--- Stored data entries ---
◆ ◆ ◆ ◆
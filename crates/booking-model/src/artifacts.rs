//! Artifact store: one-shot loading of the fitted classifier, scaler,
//! encoder map and feature schema.

use std::fmt;
use std::fs::File;
use std::io::{BufReader, BufWriter, Write};
use std::path::{Path, PathBuf};

use booking_core::constants::{DEFAULT_ENCODER_PATH, DEFAULT_MODEL_PATH, DEFAULT_SCALER_PATH};
use booking_core::error::{Error, Result};
use booking_core::traits::{Classifier, Scaler};
use serde::de::DeserializeOwned;
use serde::{Deserialize, Serialize};

use crate::classifier::ClassifierArtifact;
use crate::encoding::EncoderMap;
use crate::preprocessing::Preprocessor;
use crate::scaling::StandardScaler;
use crate::schema::FeatureSchema;

/// On-disk encoding of an artifact, chosen by file extension
#[derive(Debug, Clone, Copy, PartialEq, Eq)]
pub enum ArtifactFormat {
    /// `.json`
    Json,
    /// `.bin` / `.bincode`
    Bincode,
}

impl ArtifactFormat {
    /// Detect the format from a path's extension
    pub fn from_path(path: &Path) -> Result<Self> {
        match path.extension().and_then(|e| e.to_str()) {
            Some(ext) if ext.eq_ignore_ascii_case("json") => Ok(ArtifactFormat::Json),
            Some(ext) if ext.eq_ignore_ascii_case("bin") || ext.eq_ignore_ascii_case("bincode") => {
                Ok(ArtifactFormat::Bincode)
            }
            _ => Err(Error::artifact_load(
                path.display().to_string(),
                "unsupported extension (expected .json, .bin or .bincode)",
            )),
        }
    }
}

/// Deserialize one artifact from disk
pub fn load_artifact<T: DeserializeOwned>(kind: &str, path: &Path) -> Result<T> {
    let format = ArtifactFormat::from_path(path)?;
    let file = File::open(path)
        .map_err(|e| Error::artifact_load(kind, format!("{}: {e}", path.display())))?;
    let reader = BufReader::new(file);

    let decoded = match format {
        ArtifactFormat::Json => serde_json::from_reader(reader).map_err(|e| e.to_string()),
        ArtifactFormat::Bincode => bincode::deserialize_from(reader).map_err(|e| e.to_string()),
    };
    decoded.map_err(|e| Error::artifact_load(kind, format!("{}: {e}", path.display())))
}

/// Serialize one artifact to disk
pub fn save_artifact<T: Serialize>(path: &Path, artifact: &T) -> Result<()> {
    let format = ArtifactFormat::from_path(path)?;
    let mut writer = BufWriter::new(File::create(path)?);
    match format {
        ArtifactFormat::Json => serde_json::to_writer_pretty(&mut writer, artifact)?,
        ArtifactFormat::Bincode => bincode::serialize_into(&mut writer, artifact)?,
    }
    writer.flush()?;
    Ok(())
}

/// Locations of the artifacts to load
#[derive(Debug, Clone, PartialEq, Eq, Serialize, Deserialize)]
pub struct ArtifactPaths {
    /// Classifier artifact
    pub model: PathBuf,
    /// Scaler artifact; a placeholder is used when absent
    pub scaler: Option<PathBuf>,
    /// Encoder map artifact; a placeholder is used when absent
    pub encoders: Option<PathBuf>,
    /// Feature schema; the default hotel schema is used when absent
    pub schema: Option<PathBuf>,
}

impl Default for ArtifactPaths {
    fn default() -> Self {
        Self {
            model: PathBuf::from(DEFAULT_MODEL_PATH),
            scaler: Some(PathBuf::from(DEFAULT_SCALER_PATH)),
            encoders: Some(PathBuf::from(DEFAULT_ENCODER_PATH)),
            schema: None,
        }
    }
}

/// Which loaded artifacts are real and which are placeholders
#[derive(Debug, Clone, Copy, PartialEq, Eq, Serialize)]
pub struct ArtifactStatus {
    /// Scaler carries fitted statistics
    pub scaler_fitted: bool,
    /// Encoder map was loaded from an artifact
    pub encoders_fitted: bool,
}

impl ArtifactStatus {
    /// Whether every artifact is usable for prediction
    #[must_use]
    pub fn is_ready(&self) -> bool {
        self.scaler_fitted && self.encoders_fitted
    }
}

/// Immutable set of fitted artifacts, shared read-only by every prediction
pub struct ArtifactStore {
    schema: FeatureSchema,
    encoders: EncoderMap,
    scaler: Box<dyn Scaler>,
    classifier: Box<dyn Classifier>,
}

impl ArtifactStore {
    /// Load every artifact named in `paths`. Any failure is fatal.
    pub fn load(paths: &ArtifactPaths) -> Result<Self> {
        let schema = match &paths.schema {
            Some(path) => load_artifact::<FeatureSchema>("schema", path)?,
            None => FeatureSchema::hotel(),
        };

        let classifier: ClassifierArtifact = load_artifact("model", &paths.model)?;
        tracing::info!(
            "Loaded {} classifier from {} ({} features)",
            classifier.name(),
            paths.model.display(),
            classifier.n_features()
        );

        let scaler = match &paths.scaler {
            Some(path) => {
                let scaler: StandardScaler = load_artifact("scaler", path)?;
                tracing::info!("Loaded scaler from {}", path.display());
                scaler
            }
            None => {
                tracing::warn!("No scaler configured, numerical features cannot be scaled");
                StandardScaler::unfitted()
            }
        };
        scaler.check_feature_names(schema.numerical())?;

        let encoders = match &paths.encoders {
            Some(path) => {
                let encoders: EncoderMap = load_artifact("encoders", path)?;
                tracing::info!("Loaded {} encoders from {}", encoders.len(), path.display());
                encoders
            }
            None => {
                tracing::warn!("No encoders configured, categorical features cannot be encoded");
                EncoderMap::unfitted()
            }
        };

        Self::from_parts(schema, encoders, scaler, classifier)
    }

    /// Assemble a store from already-loaded artifacts
    pub fn from_parts(
        schema: FeatureSchema,
        encoders: EncoderMap,
        scaler: impl Scaler + 'static,
        classifier: impl Classifier + 'static,
    ) -> Result<Self> {
        if let Some(width) = scaler.n_features() {
            if width != schema.numerical().len() {
                return Err(Error::InvalidArtifact(format!(
                    "scaler fitted on {width} columns, schema declares {} numerical features",
                    schema.numerical().len()
                )));
            }
        }

        if encoders.is_fitted() {
            for feature in schema.categorical() {
                if encoders.get(feature).is_none() {
                    tracing::warn!("No encoder for categorical feature '{}'", feature);
                }
            }
        }

        Ok(Self {
            schema,
            encoders,
            scaler: Box::new(scaler),
            classifier: Box::new(classifier),
        })
    }

    /// Feature schema
    #[must_use]
    pub fn schema(&self) -> &FeatureSchema {
        &self.schema
    }

    /// Encoder map
    #[must_use]
    pub fn encoders(&self) -> &EncoderMap {
        &self.encoders
    }

    /// Scaler
    #[must_use]
    pub fn scaler(&self) -> &dyn Scaler {
        self.scaler.as_ref()
    }

    /// Classifier
    #[must_use]
    pub fn classifier(&self) -> &dyn Classifier {
        self.classifier.as_ref()
    }

    /// Placeholder status of the loaded artifacts
    #[must_use]
    pub fn status(&self) -> ArtifactStatus {
        ArtifactStatus {
            scaler_fitted: self.scaler.is_fitted(),
            encoders_fitted: self.encoders.is_fitted(),
        }
    }

    /// Verify the classifier accepts vectors of the schema's width
    pub fn check_integrity(&self) -> Result<()> {
        let expected = self.classifier.n_features();
        let produced = self.schema.n_columns();
        if expected != produced {
            return Err(Error::InvalidArtifact(format!(
                "classifier expects {expected} features, schema produces {produced}"
            )));
        }
        Ok(())
    }

    /// Preprocessing pipeline over this store's artifacts
    #[must_use]
    pub fn preprocessor(&self) -> Preprocessor<'_> {
        Preprocessor::new(&self.schema, &self.encoders, self.scaler.as_ref())
    }
}

impl fmt::Debug for ArtifactStore {
    fn fmt(&self, f: &mut fmt::Formatter<'_>) -> fmt::Result {
        f.debug_struct("ArtifactStore")
            .field("columns", &self.schema.n_columns())
            .field("encoders", &self.encoders.len())
            .field("scaler_fitted", &self.scaler.is_fitted())
            .field("classifier", &self.classifier.name())
            .finish()
    }
}
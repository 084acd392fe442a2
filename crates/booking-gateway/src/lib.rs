//! # booking-gateway
//!
//! Presentation layer for hotel booking outcome prediction.
//!
//! This crate provides:
//! - Configuration management
//! - The booking form with interactive defaults
//! - Prometheus metrics export
//! - An axum HTTP prediction server with health checks
//! - The `booking-predict` command-line entry point

#![deny(unsafe_code)]
#![warn(missing_docs, rust_2018_idioms, clippy::all, clippy::pedantic)]
#![allow(
    clippy::module_name_repetitions,
    clippy::cast_precision_loss,
    clippy::missing_errors_doc,
    clippy::missing_panics_doc
)]

pub mod config;
pub mod form;
pub mod metrics;
pub mod server;

pub use config::AppConfig;
pub use form::BookingForm;
pub use metrics::MetricsRegistry;

/// Prelude for convenient imports
pub mod prelude {
    pub use crate::config::AppConfig;
    pub use crate::form::BookingForm;
    pub use crate::metrics::MetricsRegistry;
    pub use crate::server::{AppStatus, ServerState};
}
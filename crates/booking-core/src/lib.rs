//! # booking-core
//!
//! Core types, traits, and utilities for hotel booking outcome prediction.
//!
//! This crate provides:
//! - Domain types: `BookingRecord`, `FeatureValue`, `BookingClass`, `ClassProbabilities`
//! - Capability traits for fitted artifacts: `CategoricalEncoder`, `Scaler`, `Classifier`
//! - The feature-name wire contract shared by every presentation layer
//!
//! ## Example
//!
//! ```rust
//! use booking_core::types::{BookingRecord, ClassProbabilities, BookingClass};
//!
//! let record = BookingRecord::new()
//!     .with("type_of_meal_plan", "Meal Plan 2")
//!     .with("lead_time", 3);
//! assert!(record.contains("lead_time"));
//!
//! let probs = ClassProbabilities::new(0.2, 0.8).unwrap();
//! assert_eq!(probs.predicted_class(), BookingClass::NotCanceled);
//! ```

#![deny(unsafe_code)]
#![warn(missing_docs, rust_2018_idioms, clippy::all, clippy::pedantic)]
#![allow(
    clippy::module_name_repetitions,
    clippy::cast_precision_loss,
    clippy::missing_errors_doc
)]

pub mod constants;
pub mod error;
pub mod traits;
pub mod types;

pub use constants::*;
pub use error::{Error, Result};
pub use traits::*;
pub use types::*;

/// Prelude module for convenient imports
pub mod prelude {
    pub use crate::constants::*;
    pub use crate::error::{Error, Result};
    pub use crate::traits::*;
    pub use crate::types::*;
}
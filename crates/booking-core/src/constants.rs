//! Constants used throughout the booking prediction pipeline.

/// Categorical features, in schema order
pub const CATEGORICAL_FEATURES: [&str; 3] =
    ["type_of_meal_plan", "room_type_reserved", "market_segment_type"];

/// Numerical features, in the order the scaler was fitted
pub const NUMERICAL_FEATURES: [&str; 9] = [
    "lead_time",
    "avg_price_per_room",
    "no_of_adults",
    "no_of_children",
    "no_of_weekend_nights",
    "no_of_week_nights",
    "no_of_previous_bookings_not_canceled",
    "no_of_previous_cancellations",
    "no_of_special_requests",
];

/// Fields forwarded to the classifier without transformation
pub const PASSTHROUGH_FEATURES: [&str; 5] = [
    "required_car_parking_space",
    "arrival_year",
    "arrival_month",
    "arrival_date",
    "repeated_guest",
];

/// Column order of the hotel reservations dataset the models were trained on
pub const DATASET_COLUMN_ORDER: [&str; 17] = [
    "no_of_adults",
    "no_of_children",
    "no_of_weekend_nights",
    "no_of_week_nights",
    "type_of_meal_plan",
    "required_car_parking_space",
    "room_type_reserved",
    "lead_time",
    "arrival_year",
    "arrival_month",
    "arrival_date",
    "market_segment_type",
    "repeated_guest",
    "no_of_previous_cancellations",
    "no_of_previous_bookings_not_canceled",
    "avg_price_per_room",
    "no_of_special_requests",
];

/// Number of output classes (0 = cancelled, 1 = not cancelled)
pub const NUM_CLASSES: usize = 2;

/// Tolerance when checking that a probability distribution sums to one
pub const PROBABILITY_TOLERANCE: f64 = 1e-6;

/// Default classifier artifact location
pub const DEFAULT_MODEL_PATH: &str = "models/best_model.json";

/// Default scaler artifact location
pub const DEFAULT_SCALER_PATH: &str = "models/scaler.json";

/// Default encoder map artifact location
pub const DEFAULT_ENCODER_PATH: &str = "models/encoder.json";
//! Booking record: the raw, named-field input to the pipeline.

use std::collections::BTreeMap;

use serde::{Deserialize, Serialize};

use super::FeatureValue;
use crate::error::{Error, Result};

/// One prediction request keyed by feature name.
///
/// Unrecognised fields are kept; the pipeline only reads the features its
/// schema declares.
///
/// # Example
///
/// ```rust
/// use booking_core::types::BookingRecord;
///
/// let record = BookingRecord::new()
///     .with("lead_time", 3)
///     .with("type_of_meal_plan", "Meal Plan 2");
/// assert_eq!(record.number("lead_time").unwrap(), 3.0);
/// ```
#[derive(Debug, Clone, Default, PartialEq, Serialize, Deserialize)]
#[serde(transparent)]
pub struct BookingRecord {
    fields: BTreeMap<String, FeatureValue>,
}

impl BookingRecord {
    /// Create an empty record
    #[must_use]
    pub fn new() -> Self {
        Self::default()
    }

    /// Builder-style insert
    #[must_use]
    pub fn with(mut self, name: impl Into<String>, value: impl Into<FeatureValue>) -> Self {
        self.insert(name, value);
        self
    }

    /// Insert or replace a field, returning the previous value
    pub fn insert(
        &mut self,
        name: impl Into<String>,
        value: impl Into<FeatureValue>,
    ) -> Option<FeatureValue> {
        self.fields.insert(name.into(), value.into())
    }

    /// Remove a field
    pub fn remove(&mut self, name: &str) -> Option<FeatureValue> {
        self.fields.remove(name)
    }

    /// Raw field lookup
    #[must_use]
    pub fn get(&self, name: &str) -> Option<&FeatureValue> {
        self.fields.get(name)
    }

    /// Check whether a field is present
    #[must_use]
    pub fn contains(&self, name: &str) -> bool {
        self.fields.contains_key(name)
    }

    /// Required field lookup
    pub fn require(&self, name: &str) -> Result<&FeatureValue> {
        self.get(name)
            .ok_or_else(|| Error::MissingFeature(name.to_string()))
    }

    /// Required numeric field
    pub fn number(&self, name: &str) -> Result<f64> {
        self.require(name)?.as_number(name)
    }

    /// Required categorical field
    pub fn label(&self, name: &str) -> Result<&str> {
        self.require(name)?.as_label(name)
    }

    /// Number of fields
    #[must_use]
    pub fn len(&self) -> usize {
        self.fields.len()
    }

    /// Check if the record has no fields
    #[must_use]
    pub fn is_empty(&self) -> bool {
        self.fields.is_empty()
    }

    /// Iterate fields in name order
    pub fn iter(&self) -> impl Iterator<Item = (&str, &FeatureValue)> {
        self.fields.iter().map(|(k, v)| (k.as_str(), v))
    }

    /// Parse a record from a JSON object
    pub fn from_json_str(json: &str) -> Result<Self> {
        Ok(serde_json::from_str(json)?)
    }
}

impl FromIterator<(String, FeatureValue)> for BookingRecord {
    fn from_iter<I: IntoIterator<Item = (String, FeatureValue)>>(iter: I) -> Self {
        Self {
            fields: iter.into_iter().collect(),
        }
    }
}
◆ ◆ ◆ ◆
Looking through the records, copy out every line in which the word "expected" is found.

                "unsupported extension (expected .json, .bin or .bincode)",
        let expected = self.classifier.n_features();
        if expected != produced {
                "classifier expects {expected} features, schema produces {produced}"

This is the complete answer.